What is the answer to the increasing pressure for more bandwidth? Do we need better technology or more datacenters?
“I think it’s both. Around the digital mainport of Amsterdam datacenters have doubled in size, having grown with 15% each year over the past five years. There is a continuous need to build more datacenters. At the same time the efficiency has increased through better technology, especially in the field of chips. If we still had to rely on the technology we had five years ago, we would need twice as many datacenters.”

What role does Integrated Photonics play in the future of datacenters?
“I think the impact of photonics will be big. It’s one of the disruptive technologies that will enable the transition into the new data driven society. And it also helps to solve environmental issues. Datacenters need cooling, because copper internet cables generate heat. Photonics works with light, which generates much less heat.”
Are you at all worried that datacenters will not be able to cope with the growth?
“I am optimistic, since there are always new solutions to be found. High-voltage servers are being developed and show a lot of promise. The emergence of photonics is increasing computational power, which will be necessary to balance the growth of Big Data. And energy efficiency is improving. Compared to five years ago servers are using 30-40% less energy now. Servers used to operate on temperatures below 18 degrees Celcius (64o Fahrenheit), but now they can run on room temperatures. So although there are much more datacenters, the amount of energy use has only slightly grown.”

How did The Netherlands become one of the top players in internet infrastructure?
“It’s all about connectivity. A lot of cables come to land in our country, and we have two of the largest Internet Exchanges in the world with the AMS-IX and the NL-IX. The Netherlands has become the biggest datacenter hub in the world, making us the digital gateway to Europe. We’re the number three country in the world with respect to the amount of Microsoft server licenses. That’s why many big suppliers like Cisco and Palo Alto Networks as well as big tech companies like Tesla and Uber choose to locate their European headquarters in The Netherlands. Apart from that we have strong technical universities delivering groundbreaking research. These are all side-effects of having a strong internet ecosystem. History has shown that good infrastructure makes for successful countries. The ancient Greeks became powerful because they had good ports. The expansion of the Roman Empire was due to them building roads. So we are on top of things, but we shouldn’t be complacent. Other countries are alert and are pumping a lot of money into increasing their own infrastructure.”

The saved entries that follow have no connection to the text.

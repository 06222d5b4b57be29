use thiserror::Error;

use crate::models::StatementKind;

/// Failure taxonomy shared by every pipeline stage.
///
/// Callers branch on [`PipelineError::is_retryable`] instead of matching
/// on log text.
#[derive(Debug, Error)]
pub enum PipelineError {
    #[error("transport failure: {0}")]
    Transport(#[from] reqwest::Error),

    #[error("provider error: {0}")]
    Provider(String),

    #[error("database error: {0}")]
    Database(sqlx::Error),

    #[error("graph error: {0}")]
    Graph(#[from] neo4rs::Error),

    #[error("{kind} record does not match its schema: {detail}")]
    SchemaMismatch { kind: StatementKind, detail: String },

    #[error("constraint violation: {0}")]
    Constraint(String),

    #[error("estimation failed: {0}")]
    Estimation(String),

    #[error("configuration error: {0}")]
    Config(String),
}

impl PipelineError {
    /// Transport and storage-layer failures may succeed on a later attempt.
    pub fn is_retryable(&self) -> bool {
        matches!(
            self,
            PipelineError::Transport(_) | PipelineError::Database(_) | PipelineError::Graph(_)
        )
    }

    pub fn schema_mismatch(kind: StatementKind, detail: impl Into<String>) -> Self {
        PipelineError::SchemaMismatch {
            kind,
            detail: detail.into(),
        }
    }
}

impl From<sqlx::Error> for PipelineError {
    fn from(err: sqlx::Error) -> Self {
        use sqlx::error::ErrorKind;

        if let sqlx::Error::Database(db_err) = &err {
            match db_err.kind() {
                ErrorKind::UniqueViolation
                | ErrorKind::ForeignKeyViolation
                | ErrorKind::NotNullViolation
                | ErrorKind::CheckViolation => {
                    return PipelineError::Constraint(db_err.message().to_string());
                }
                _ => {}
            }
        }
        PipelineError::Database(err)
    }
}

pub type Result<T> = std::result::Result<T, PipelineError>;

Which obstacles still need to be conquered in order to facilitate the growth?
“What we need is more awareness about these things in the public domain. Universities and people in the field understand what’s going on, but that is just a small group. For most people a term like ‘the cloud’ is still very vague, but it just runs inside a datacenter. So more awareness needs to be fostered about all the developments taking place in the IT industry. We need more focus on education, research and support to grow this important sector. Datacenters and photonics have to take root in the minds of policy makers as well, since they are going to bring about tremendous benefits for industry, society and universities.”